Data:
===

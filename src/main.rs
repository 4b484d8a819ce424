use anyhow::{Context, Result};
use clap::{Args, Parser, Subcommand};
use serde_json::{Value, json};
use std::io::{self, BufRead, Write};
use std::process;
use tracing_subscriber::{EnvFilter, layer::SubscriberExt, util::SubscriberInitExt};

mod compose;
mod config;
mod document;
mod mcp;
mod query;
mod source;
mod tools;

use compose::HttpTransport;
use config::{Config, GlobalArgs};
use source::DocumentCache;
use tools::ToolContext;

const JSONRPC_METHOD_NOT_FOUND: i64 = -32601;

#[derive(Parser)]
#[command(name = "mcp-swagger")]
#[command(
    version,
    about = "Explore and call an OpenAPI/Swagger API over MCP or from the command line"
)]
struct Cli {
    #[command(flatten)]
    global: GlobalArgs,
    #[command(subcommand)]
    command: Commands,
}

#[derive(Args, Clone)]
struct OutputArgs {
    /// Output JSON structuredContent
    #[arg(long)]
    json: bool,
}

#[derive(Subcommand)]
enum Commands {
    /// Start MCP stdio server
    Serve {
        /// Serve MCP over stdio (NDJSON)
        #[arg(long)]
        stdio: bool,
    },
    /// List endpoints, optionally restricted to one tag
    ListEndpoints {
        #[arg(long)]
        tag: Option<String>,
        #[command(flatten)]
        output: OutputArgs,
    },
    /// Search endpoints by keyword
    SearchEndpoints {
        #[arg(long)]
        query: String,
        #[command(flatten)]
        output: OutputArgs,
    },
    /// Check that a path exists or suggest close matches
    ValidatePath {
        #[arg(long)]
        path: String,
        #[command(flatten)]
        output: OutputArgs,
    },
    /// Print a curl command for an endpoint
    CurlExample {
        #[arg(long)]
        path: String,
        #[arg(long)]
        method: String,
        #[command(flatten)]
        output: OutputArgs,
    },
    /// Call any tool with JSON arguments
    Call {
        /// Tool name (e.g. getApiInfo)
        #[arg(long)]
        tool: String,
        /// Tool arguments as a JSON object
        #[arg(long, default_value = "{}")]
        arguments: String,
        #[command(flatten)]
        output: OutputArgs,
    },
}

fn main() -> Result<()> {
    init_tracing();
    let cli = Cli::parse();
    let config = Config::from_args(&cli.global).context("invalid configuration")?;
    let mut ctx = build_context(&config)?;

    match cli.command {
        Commands::Serve { stdio } => {
            if stdio {
                run_stdio_server(&mut ctx)
            } else {
                anyhow::bail!("only --stdio transport is supported")
            }
        }
        Commands::ListEndpoints { tag, output } => {
            let args = match tag {
                Some(tag) => json!({ "tag": tag }),
                None => json!({}),
            };
            run_tool(&mut ctx, mcp::contracts::TOOL_LIST_ENDPOINTS, &args, output.json)
        }
        Commands::SearchEndpoints { query, output } => run_tool(
            &mut ctx,
            mcp::contracts::TOOL_SEARCH_ENDPOINTS,
            &json!({ "query": query }),
            output.json,
        ),
        Commands::ValidatePath { path, output } => run_tool(
            &mut ctx,
            mcp::contracts::TOOL_VALIDATE_ENDPOINT_PATH,
            &json!({ "path": path }),
            output.json,
        ),
        Commands::CurlExample {
            path,
            method,
            output,
        } => run_tool(
            &mut ctx,
            mcp::contracts::TOOL_GENERATE_CURL_EXAMPLE,
            &json!({ "path": path, "method": method }),
            output.json,
        ),
        Commands::Call {
            tool,
            arguments,
            output,
        } => {
            let args: Value =
                serde_json::from_str(&arguments).context("--arguments must be valid JSON")?;
            run_tool(&mut ctx, &tool, &args, output.json)
        }
    }
}

/// Logs go to stderr; stdout carries the JSON-RPC stream.
fn init_tracing() {
    tracing_subscriber::registry()
        .with(EnvFilter::try_from_default_env().unwrap_or_else(|_| "warn".into()))
        .with(
            tracing_subscriber::fmt::layer()
                .with_writer(io::stderr)
                .with_ansi(false),
        )
        .init();
}

fn build_context(config: &Config) -> Result<ToolContext> {
    let cache = DocumentCache::new(config.spec.clone(), config.timeout)
        .context("failed to build description client")?;
    let transport = HttpTransport::new(config.timeout).context("failed to build HTTP client")?;
    Ok(ToolContext::new(cache, Box::new(transport)))
}

fn run_tool(ctx: &mut ToolContext, name: &str, args: &Value, json_output: bool) -> Result<()> {
    let result = ctx.call(name, args);
    print_tool_result(result, json_output)
}

fn print_tool_result(result: Value, json_output: bool) -> Result<()> {
    let is_error = result
        .get("isError")
        .and_then(|value| value.as_bool())
        .unwrap_or(false);

    if is_error {
        let message = result
            .get("structuredContent")
            .and_then(|value| value.get("error"))
            .and_then(|value| value.as_str())
            .unwrap_or("tool error");
        eprintln!("{message}");
        process::exit(1);
    }

    if json_output {
        let structured = result
            .get("structuredContent")
            .cloned()
            .unwrap_or_else(|| json!({}));
        let output = serde_json::to_string_pretty(&structured)?;
        println!("{output}");
        return Ok(());
    }

    let text = result
        .get("content")
        .and_then(|value| value.as_array())
        .and_then(|arr| arr.first())
        .and_then(|value| value.get("text"))
        .and_then(|value| value.as_str())
        .unwrap_or("");
    println!("{text}");
    Ok(())
}

fn run_stdio_server(ctx: &mut ToolContext) -> Result<()> {
    let stdin = io::stdin();
    let stdout = io::stdout();
    let reader = stdin.lock().lines();
    let mut writer = io::BufWriter::new(stdout.lock());
    tracing::info!("serving MCP over stdio");

    for line in reader {
        let line = line.context("failed to read stdin")?;
        if line.trim().is_empty() {
            continue;
        }

        let request: Value = match serde_json::from_str(&line) {
            Ok(value) => value,
            Err(error) => {
                tracing::warn!(%error, "skipping unparsable request line");
                continue;
            }
        };

        let method = request.get("method").and_then(|value| value.as_str());
        let id = request.get("id").cloned();
        let response = match (method, id) {
            (Some("initialize"), Some(id)) => Some(json!({
                "jsonrpc": "2.0",
                "id": id,
                "result": {
                    "protocolVersion": "2025-11-25",
                    "capabilities": {
                        "tools": {}
                    },
                    "serverInfo": {
                        "name": env!("CARGO_PKG_NAME"),
                        "version": env!("CARGO_PKG_VERSION")
                    }
                }
            })),
            (Some("ping"), Some(id)) => Some(json!({
                "jsonrpc": "2.0",
                "id": id,
                "result": {}
            })),
            (Some("tools/list"), Some(id)) => Some(json!({
                "jsonrpc": "2.0",
                "id": id,
                "result": {
                    "tools": mcp::tool_definitions()
                }
            })),
            (Some("tools/call"), Some(id)) => {
                let result = handle_tool_call(ctx, &request);
                Some(json!({
                    "jsonrpc": "2.0",
                    "id": id,
                    "result": result
                }))
            }
            (method, Some(id)) => {
                tracing::debug!(method = ?method, "unsupported method");
                Some(json!({
                    "jsonrpc": "2.0",
                    "id": id,
                    "error": {
                        "code": JSONRPC_METHOD_NOT_FOUND,
                        "message": format!("method not found: {}", method.unwrap_or(""))
                    }
                }))
            }
            (_, None) => None,
        };

        if let Some(response) = response {
            let serialized =
                serde_json::to_string(&response).context("failed to serialize response")?;
            writeln!(writer, "{serialized}").context("failed to write response")?;
            writer.flush().context("failed to flush response")?;
        }
    }

    Ok(())
}

fn handle_tool_call(ctx: &mut ToolContext, request: &Value) -> Value {
    let params = request.get("params");
    let Some(params) = params.and_then(|value| value.as_object()) else {
        return tools::error_result(mcp::errors::INVALID_INPUT, "params must be an object");
    };

    let name = params.get("name").and_then(|value| value.as_str());
    let Some(name) = name else {
        return tools::error_result(mcp::errors::INVALID_INPUT, "params.name must be a string");
    };

    let args = params
        .get("arguments")
        .cloned()
        .unwrap_or_else(|| json!({}));

    ctx.call(name, &args)
}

===

Goal of the exercise: Please return all of the records exactly as they appear.

Written response:
filename src/main.rs
repository 4b484d8a819ce424
use anyhow::{Context, Result};
use clap::{Args, Parser, Subcommand};
use serde_json::{Value, json};
use std::io::{self, BufRead, Write};
use std::process;
use tracing_subscriber::{EnvFilter, layer::SubscriberExt, util::SubscriberInitExt};

mod compose;
mod config;
mod document;
mod mcp;
mod query;
mod source;
mod tools;

use compose::HttpTransport;
use config::{Config, GlobalArgs};
use source::DocumentCache;
use tools::ToolContext;

const JSONRPC_METHOD_NOT_FOUND: i64 = -32601;

#[derive(Parser)]
#[command(name = "mcp-swagger")]
#[command(
    version,
    about = "Explore and call an OpenAPI/Swagger API over MCP or from the command line"
)]
struct Cli {
    #[command(flatten)]
    global: GlobalArgs,
    #[command(subcommand)]
    command: Commands,
}

#[derive(Args, Clone)]
struct OutputArgs {
    /// Output JSON structuredContent
    #[arg(long)]
    json: bool,
}

#[derive(Subcommand)]
enum Commands {
    /// Start MCP stdio server
    Serve {
        /// Serve MCP over stdio (NDJSON)
        #[arg(long)]
        stdio: bool,
    },
    /// List endpoints, optionally restricted to one tag
    ListEndpoints {
        #[arg(long)]
        tag: Option<String>,
        #[command(flatten)]
        output: OutputArgs,
    },
    /// Search endpoints by keyword
    SearchEndpoints {
        #[arg(long)]
        query: String,
        #[command(flatten)]
        output: OutputArgs,
    },
    /// Check that a path exists or suggest close matches
    ValidatePath {
        #[arg(long)]
        path: String,
        #[command(flatten)]
        output: OutputArgs,
    },
    /// Print a curl command for an endpoint
    CurlExample {
        #[arg(long)]
        path: String,
        #[arg(long)]
        method: String,
        #[command(flatten)]
        output: OutputArgs,
    },
    /// Call any tool with JSON arguments
    Call {
        /// Tool name (e.g. getApiInfo)
        #[arg(long)]
        tool: String,
        /// Tool arguments as a JSON object
        #[arg(long, default_value = "{}")]
        arguments: String,
        #[command(flatten)]
        output: OutputArgs,
    },
}

fn main() -> Result<()> {
    init_tracing();
    let cli = Cli::parse();
    let config = Config::from_args(&cli.global).context("invalid configuration")?;
    let mut ctx = build_context(&config)?;

    match cli.command {
        Commands::Serve { stdio } => {
            if stdio {
                run_stdio_server(&mut ctx)
            } else {
                anyhow::bail!("only --stdio transport is supported")
            }
        }
        Commands::ListEndpoints { tag, output } => {
            let args = match tag {
                Some(tag) => json!({ "tag": tag }),
                None => json!({}),
            };
            run_tool(&mut ctx, mcp::contracts::TOOL_LIST_ENDPOINTS, &args, output.json)
        }
        Commands::SearchEndpoints { query, output } => run_tool(
            &mut ctx,
            mcp::contracts::TOOL_SEARCH_ENDPOINTS,
            &json!({ "query": query }),
            output.json,
        ),
        Commands::ValidatePath { path, output } => run_tool(
            &mut ctx,
            mcp::contracts::TOOL_VALIDATE_ENDPOINT_PATH,
            &json!({ "path": path }),
            output.json,
        ),
        Commands::CurlExample {
            path,
            method,
            output,
        } => run_tool(
            &mut ctx,
            mcp::contracts::TOOL_GENERATE_CURL_EXAMPLE,
            &json!({ "path": path, "method": method }),
            output.json,
        ),
        Commands::Call {
            tool,
            arguments,
            output,
        } => {
            let args: Value =
                serde_json::from_str(&arguments).context("--arguments must be valid JSON")?;
            run_tool(&mut ctx, &tool, &args, output.json)
        }
    }
}

/// Logs go to stderr; stdout carries the JSON-RPC stream.
fn init_tracing() {
    tracing_subscriber::registry()
        .with(EnvFilter::try_from_default_env().unwrap_or_else(|_| "warn".into()))
        .with(
            tracing_subscriber::fmt::layer()
                .with_writer(io::stderr)
                .with_ansi(false),
        )
        .init();
}

fn build_context(config: &Config) -> Result<ToolContext> {
    let cache = DocumentCache::new(config.spec.clone(), config.timeout)
        .context("failed to build description client")?;
    let transport = HttpTransport::new(config.timeout).context("failed to build HTTP client")?;
    Ok(ToolContext::new(cache, Box::new(transport)))
}

fn run_tool(ctx: &mut ToolContext, name: &str, args: &Value, json_output: bool) -> Result<()> {
    let result = ctx.call(name, args);
    print_tool_result(result, json_output)
}

fn print_tool_result(result: Value, json_output: bool) -> Result<()> {
    let is_error = result
        .get("isError")
        .and_then(|value| value.as_bool())
        .unwrap_or(false);

    if is_error {
        let message = result
            .get("structuredContent")
            .and_then(|value| value.get("error"))
            .and_then(|value| value.as_str())
            .unwrap_or("tool error");
        eprintln!("{message}");
        process::exit(1);
    }

    if json_output {
        let structured = result
            .get("structuredContent")
            .cloned()
            .unwrap_or_else(|| json!({}));
        let output = serde_json::to_string_pretty(&structured)?;
        println!("{output}");
        return Ok(());
    }

    let text = result
        .get("content")
        .and_then(|value| value.as_array())
        .and_then(|arr| arr.first())
        .and_then(|value| value.get("text"))
        .and_then(|value| value.as_str())
        .unwrap_or("");
    println!("{text}");
    Ok(())
}

fn run_stdio_server(ctx: &mut ToolContext) -> Result<()> {
    let stdin = io::stdin();
    let stdout = io::stdout();
    let reader = stdin.lock().lines();
    let mut writer = io::BufWriter::new(stdout.lock());
    tracing::info!("serving MCP over stdio");

    for line in reader {
        let line = line.context("failed to read stdin")?;
        if line.trim().is_empty() {
            continue;
        }

        let request: Value = match serde_json::from_str(&line) {
            Ok(value) => value,
            Err(error) => {
                tracing::warn!(%error, "skipping unparsable request line");
                continue;
            }
        };

        let method = request.get("method").and_then(|value| value.as_str());
        let id = request.get("id").cloned();
        let response = match (method, id) {
            (Some("initialize"), Some(id)) => Some(json!({
                "jsonrpc": "2.0",
                "id": id,
                "result": {
                    "protocolVersion": "2025-11-25",
                    "capabilities": {
                        "tools": {}
                    },
                    "serverInfo": {
                        "name": env!("CARGO_PKG_NAME"),
                        "version": env!("CARGO_PKG_VERSION")
                    }
                }
            })),
            (Some("ping"), Some(id)) => Some(json!({
                "jsonrpc": "2.0",
                "id": id,
                "result": {}
            })),
            (Some("tools/list"), Some(id)) => Some(json!({
                "jsonrpc": "2.0",
                "id": id,
                "result": {
                    "tools": mcp::tool_definitions()
                }
            })),
            (Some("tools/call"), Some(id)) => {
                let result = handle_tool_call(ctx, &request);
                Some(json!({
                    "jsonrpc": "2.0",
                    "id": id,
                    "result": result
                }))
            }
            (method, Some(id)) => {
                tracing::debug!(method = ?method, "unsupported method");
                Some(json!({
                    "jsonrpc": "2.0",
                    "id": id,
                    "error": {
                        "code": JSONRPC_METHOD_NOT_FOUND,
                        "message": format!("method not found: {}", method.unwrap_or(""))
                    }
                }))
            }
            (_, None) => None,
        };

        if let Some(response) = response {
            let serialized =
                serde_json::to_string(&response).context("failed to serialize response")?;
            writeln!(writer, "{serialized}").context("failed to write response")?;
            writer.flush().context("failed to flush response")?;
        }
    }

    Ok(())
}

fn handle_tool_call(ctx: &mut ToolContext, request: &Value) -> Value {
    let params = request.get("params");
    let Some(params) = params.and_then(|value| value.as_object()) else {
        return tools::error_result(mcp::errors::INVALID_INPUT, "params must be an object");
    };

    let name = params.get("name").and_then(|value| value.as_str());
    let Some(name) = name else {
        return tools::error_result(mcp::errors::INVALID_INPUT, "params.name must be a string");
    };

    let args = params
        .get("arguments")
        .cloned()
        .unwrap_or_else(|| json!({}));

    ctx.call(name, &args)
}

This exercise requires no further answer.